L'omission du montant total des loyers impayés dans la sommation de payer ne vicie pas la procédure de résiliation du bail commercial dès lors que la période concernée est indiquée (CA. com. Casablanca 2025)
L'absence du montant total des loyers impayés dans une sommation de payer n'invalide pas la procédure de résiliation d'un bail commercial si la période est précisée.
Points clés
- Omission du montant total des loyers impayés.
- Indication de la période des loyers dus.

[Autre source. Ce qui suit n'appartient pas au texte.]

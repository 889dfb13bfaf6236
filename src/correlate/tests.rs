// This Source Code Form is subject to the terms of the Mozilla Public
// License, v. 2.0. If a copy of the MPL was not distributed with this
// file, You can obtain one at http://mozilla.org/MPL/2.0/.

use approx::assert_abs_diff_eq;
use marlu::{LatLngHeight, RADec, XyzGeodetic, UVW};
use num_complex::Complex;

use super::*;
use crate::{
    beam::BeamModel,
    effects::station_uvw,
    jones::Jones,
    sky::{FluxDensity, GaussianShape, SkyChunk, Source},
    telescope::Station,
};

fn telescope() -> Telescope {
    let station = |x: f64, y: f64| Station {
        name: String::new(),
        xyz: XyzGeodetic { x, y, z: 0.0 },
        elements: vec![],
        noise_rms_jy: 0.0,
    };
    Telescope {
        array_position: LatLngHeight {
            longitude_rad: 0.0,
            latitude_rad: -0.5,
            height_metres: 0.0,
        },
        stations: vec![
            station(0.0, 0.0),
            station(300.0, 0.0),
            station(0.0, 500.0),
            station(-200.0, 120.0),
        ],
        phase_centre: RADec::from_degrees(0.0, -30.0),
        beam: BeamModel::None,
        seed: 1,
        normalise_beams_at_phase_centre: false,
    }
}

/// The visible sources of `sources` at a GAST of 0.
fn local_sky(tel: &Telescope, sources: Vec<Source>) -> LocalSky {
    let chunk = SkyChunk { sources };
    let mut sky = LocalSky::new(chunk.len());
    let n = sky.horizon_clip(&chunk, tel.array_position, 0.0);
    assert_eq!(n, chunk.len());
    sky
}

fn point(tel: &Telescope, radec: RADec, i: f64) -> Source {
    let fd = FluxDensity {
        freq: 150e6,
        i,
        ..Default::default()
    };
    Source::new(radec, fd, 0.0, 0.0, None, tel.phase_centre)
}

fn uvws(tel: &Telescope) -> Vec<UVW> {
    let mut uvws = vec![UVW::default(); tel.num_stations()];
    station_uvw(tel, 0.0, &mut uvws).unwrap();
    uvws
}

/// A Jones field of identities for `num_sources` sources.
fn identity_field<E: JonesElement>(tel: &Telescope, num_sources: usize) -> JonesField<E> {
    let mut j = JonesField::new(tel.num_stations(), num_sources);
    j.set_num_sources(num_sources).unwrap();
    j.fill(E::identity());
    j
}

#[test]
fn test_no_sources_is_a_no_op() {
    let tel = telescope();
    let correlator = Correlator::new(&tel, CorrelatorSettings::default());
    let sky = local_sky(&tel, vec![]);
    let j = identity_field::<Jones<f64>>(&tel, 0);
    let existing = Jones::identity() * 3.0;
    let mut vis = vec![existing; correlator.num_baselines()];
    correlator
        .correlate(&mut vis, &sky, &j, &uvws(&tel), 150e6, 0.0)
        .unwrap();
    for v in vis {
        assert_eq!(v, existing);
    }
}

#[test]
fn test_point_source_at_phase_centre() {
    let tel = telescope();
    let correlator = Correlator::new(&tel, CorrelatorSettings::default());
    let sky = local_sky(&tel, vec![point(&tel, tel.phase_centre, 2.5)]);
    let uvws = uvws(&tel);
    assert_eq!(correlator.num_baselines(), 6);

    // Scalar mode gives Stokes I.
    let j = identity_field::<Complex<f64>>(&tel, 1);
    let mut vis = vec![Complex::default(); 6];
    correlator.correlate(&mut vis, &sky, &j, &uvws, 150e6, 0.0).unwrap();
    for v in &vis {
        assert_abs_diff_eq!(*v, Complex::new(2.5, 0.0), epsilon = 1e-12);
    }

    // Matrix mode gives diag(I, I).
    let j = identity_field::<Jones<f64>>(&tel, 1);
    let mut vis = vec![Jones::default(); 6];
    correlator.correlate(&mut vis, &sky, &j, &uvws, 150e6, 0.0).unwrap();
    for v in &vis {
        assert_abs_diff_eq!(
            *v,
            Jones::diagonal(Complex::new(2.5, 0.0)),
            epsilon = 1e-12
        );
    }
}

#[test]
fn test_single_precision_accumulates() {
    let tel = telescope();
    let correlator = Correlator::new(&tel, CorrelatorSettings::default());
    let sky = local_sky(&tel, vec![point(&tel, tel.phase_centre, 1.0)]);
    let j = identity_field::<Complex<f32>>(&tel, 1);
    let mut vis = vec![Complex::new(1.0_f32, 0.0); 6];
    correlator
        .correlate(&mut vis, &sky, &j, &uvws(&tel), 150e6, 0.0)
        .unwrap();
    for v in &vis {
        assert_abs_diff_eq!(*v, Complex::new(2.0_f32, 0.0));
    }
}

#[test]
fn test_polarised_brightness() {
    let tel = telescope();
    let correlator = Correlator::new(&tel, CorrelatorSettings::default());
    let mut src = point(&tel, tel.phase_centre, 1.0);
    src.flux_density.q = 0.2;
    src.flux_density.u = -0.1;
    src.flux_density.v = 0.05;
    let sky = local_sky(&tel, vec![src]);
    let j = identity_field::<Jones<f64>>(&tel, 1);
    let mut vis = vec![Jones::default(); 6];
    correlator
        .correlate(&mut vis, &sky, &j, &uvws(&tel), 150e6, 0.0)
        .unwrap();
    let expected = Jones::from([
        Complex::new(1.2, 0.0),
        Complex::new(-0.1, 0.05),
        Complex::new(-0.1, -0.05),
        Complex::new(0.8, 0.0),
    ]);
    assert_abs_diff_eq!(vis[0], expected, epsilon = 1e-12);
}

#[test]
fn test_uv_range_filter() {
    let tel = telescope();
    let freq = 150e6;
    let uvws = uvws(&tel);
    let correlator = Correlator::new(
        &tel,
        CorrelatorSettings {
            uv_min_lambda: 200.0,
            ..Default::default()
        },
    );
    let sky = local_sky(&tel, vec![point(&tel, tel.phase_centre, 1.0)]);
    let j = identity_field::<Complex<f64>>(&tel, 1);
    let mut vis = vec![Complex::default(); 6];
    correlator.correlate(&mut vis, &sky, &j, &uvws, freq, 0.0).unwrap();

    for (v, &(p, q)) in vis.iter().zip(correlator.baselines()) {
        let u = (uvws[p].u - uvws[q].u) * freq / VEL_C;
        let vv = (uvws[p].v - uvws[q].v) * freq / VEL_C;
        if (u * u + vv * vv).sqrt() < 200.0 {
            assert_abs_diff_eq!(*v, Complex::default());
        } else {
            assert_abs_diff_eq!(*v, Complex::new(1.0, 0.0), epsilon = 1e-12);
        }
    }
    // At 150 MHz, the first baseline is 75 wavelengths long in projection.
    assert_abs_diff_eq!(vis[0], Complex::default());
    // The 500 m east-west baseline is 250 wavelengths long.
    assert_abs_diff_eq!(vis[1], Complex::new(1.0, 0.0), epsilon = 1e-12);
}

#[test]
fn test_bandwidth_smearing_reduces_amplitude() {
    let tel = telescope();
    let uvws = uvws(&tel);
    let sky = local_sky(&tel, vec![point(&tel, RADec::from_degrees(3.0, -32.0), 1.0)]);
    let j = identity_field::<Complex<f64>>(&tel, 1);

    let mut unsmeared = vec![Complex::default(); 6];
    Correlator::new(&tel, CorrelatorSettings::default())
        .correlate(&mut unsmeared, &sky, &j, &uvws, 150e6, 0.0)
        .unwrap();
    let mut smeared = vec![Complex::default(); 6];
    Correlator::new(
        &tel,
        CorrelatorSettings {
            channel_bandwidth_hz: 1e6,
            ..Default::default()
        },
    )
    .correlate(&mut smeared, &sky, &j, &uvws, 150e6, 0.0)
    .unwrap();

    for (s, u) in smeared.iter().zip(&unsmeared) {
        assert_abs_diff_eq!(u.norm(), 1.0, epsilon = 1e-12);
        assert!(s.norm() < u.norm());
        // Smearing doesn't change the phase.
        assert_abs_diff_eq!(s.arg(), u.arg(), epsilon = 1e-9);
    }
}

#[test]
fn test_time_smearing() {
    let tel = telescope();
    let uvws = uvws(&tel);
    let offset = point(&tel, RADec::from_degrees(3.0, -32.0), 1.0);
    let lmn = offset.lmn;
    let sky = local_sky(&tel, vec![point(&tel, tel.phase_centre, 1.0), offset]);
    let j = identity_field::<Complex<f64>>(&tel, 2);
    let settings = CorrelatorSettings {
        time_average_sec: 600.0,
        ..Default::default()
    };

    let mut unsmeared = vec![Complex::default(); 6];
    Correlator::new(&tel, CorrelatorSettings::default())
        .correlate(&mut unsmeared, &sky, &j, &uvws, 150e6, 0.0)
        .unwrap();
    let mut smeared = vec![Complex::default(); 6];
    Correlator::new(&tel, settings)
        .correlate(&mut smeared, &sky, &j, &uvws, 150e6, 0.0)
        .unwrap();
    assert_abs_diff_eq!(unsmeared[0], Complex::new(2.0, 0.0), epsilon = 1e-12);
    assert!(smeared[0].norm() < unsmeared[0].norm());

    // The first baseline is 300 m along x. With the phase centre on the
    // meridian, only u changes with time.
    let rate = -300.0 * PI * 150e6 / VEL_C * 600.0 * EARTH_ROTATION_RATE;
    let k = unsmeared[0] - Complex::new(1.0, 0.0);
    let expected = Complex::new(1.0, 0.0) + k * sinc(rate * lmn.l);
    assert_abs_diff_eq!(smeared[0], expected, epsilon = 1e-12);

    // A source at the phase centre isn't smeared.
    let sky = local_sky(&tel, vec![point(&tel, tel.phase_centre, 1.0)]);
    let j = identity_field::<Complex<f64>>(&tel, 1);
    let mut vis = vec![Complex::default(); 6];
    Correlator::new(&tel, settings)
        .correlate(&mut vis, &sky, &j, &uvws, 150e6, 0.7)
        .unwrap();
    for v in vis {
        assert_abs_diff_eq!(v, Complex::new(1.0, 0.0), epsilon = 1e-12);
    }
}

#[test]
fn test_gaussian_envelope() {
    let tel = telescope();
    let uvws = uvws(&tel);
    let shape = GaussianShape {
        maj: 2.0_f64.to_radians() / 60.0,
        min: 1.0_f64.to_radians() / 60.0,
        pa: 0.3,
    };
    let mut src = point(&tel, tel.phase_centre, 1.0);
    src.gaussian = Some(shape.uv_coefficients());
    let sky = local_sky(&tel, vec![src]);
    let j = identity_field::<Complex<f64>>(&tel, 1);
    let mut vis = vec![Complex::default(); 6];
    let correlator = Correlator::new(&tel, CorrelatorSettings::default());
    correlator.correlate(&mut vis, &sky, &j, &uvws, 150e6, 0.0).unwrap();

    let [a, b, c] = shape.uv_coefficients();
    for (v, &(p, q)) in vis.iter().zip(correlator.baselines()) {
        let u = (uvws[p].u - uvws[q].u) * 150e6 / VEL_C;
        let vv = (uvws[p].v - uvws[q].v) * 150e6 / VEL_C;
        let expected = (-(a * u * u + b * u * vv + c * vv * vv)).exp();
        assert!(expected < 1.0);
        assert_abs_diff_eq!(*v, Complex::new(expected, 0.0), epsilon = 1e-12);
    }
}

#[test]
fn test_bad_dimensions() {
    let tel = telescope();
    let correlator = Correlator::new(&tel, CorrelatorSettings::default());
    let sky = local_sky(&tel, vec![point(&tel, tel.phase_centre, 1.0)]);
    let j = identity_field::<Complex<f64>>(&tel, 1);

    let mut vis = vec![Complex::default(); 5];
    let result = correlator.correlate(&mut vis, &sky, &j, &uvws(&tel), 150e6, 0.0);
    assert_eq!(
        result,
        Err(JonesError::BufferLength {
            expected: 6,
            got: 5
        })
    );

    let j = identity_field::<Complex<f64>>(&tel, 2);
    let mut vis = vec![Complex::default(); 6];
    let result = correlator.correlate(&mut vis, &sky, &j, &uvws(&tel), 150e6, 0.0);
    assert!(matches!(result, Err(JonesError::DimensionMismatch { .. })));
}

#[test]
fn test_normalise_snapshot() {
    // Summing a constant correlation over every sub-sample and normalising
    // gives back the constant.
    let constant = Jones::from([
        Complex::new(1.0, 2.0),
        Complex::new(0.5, 0.0),
        Complex::new(0.5, 0.0),
        Complex::new(-1.0, 0.25),
    ]);
    let (num_vis_ave, num_fringe_ave) = (3, 4);
    let mut vis = vec![Jones::<f64>::default(); 2];
    for _ in 0..num_vis_ave * num_fringe_ave {
        for v in vis.iter_mut() {
            *v += constant;
        }
    }
    normalise_snapshot(&mut vis, num_vis_ave, num_fringe_ave);
    for v in vis {
        assert_abs_diff_eq!(v, constant, epsilon = 1e-14);
    }
}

- Non-viciation de la procédure de résiliation du bail commercial.
Résumé
Cette décision de la Cour d'Appel de Commerce de Casablanca clarifie les exigences formelles de la sommation de payer dans le cadre d'un bail commercial. Elle stipule que l'omission du montant total exact des loyers impayés n'est pas un vice de procédure rédhibitoire, pourvu que la sommation indique clairement la période pour laquelle les loyers sont dus. Cette flexibilité vise à éviter des annulations de procédures pour des erreurs mineures, facilitant ainsi la résiliation des baux commerciaux en cas de non-paiement effectif, tout en protégeant les droits du locataire par l'indication de la période.
Texte
Saisi d'un appel contre un jugement prononçant la résiliation d'un bail commercial pour défaut de paiement, la cour d'appel de commerce examine la régularité de la sommation préalable et la qualité à agir des bailleurs. Le tribunal de commerce avait accueilli la demande en paiement, résiliation et expulsion. Le preneur appelant contestait la validité de la sommation au motif qu'elle n'indiquait pas le montant total de la dette et qu'elle avait été délivrée par un mandataire non pourvu d'un pouvoir à cette date. La cour écarte ce moyen en retenant que la mention de la période des impayés suffisait à rendre la créance déterminable pour le débiteur qui connaissait le montant du loyer. Elle rappelle en outre que la production de mandats en cours d'instance vaut ratification des actes antérieurement accomplis au nom des mandants, ce qui confère qualité à agir aux bailleurs. La cour ajoute que cette qualité découle du contrat de bail, générateur de droits personnels, et non de la titularité de droits réels, rendant inopérant l'argument tiré de la non-actualisation du titre foncier. Le jugement est donc confirmé, et le preneur est en outre condamné au paiement des loyers échus en cours d'appel.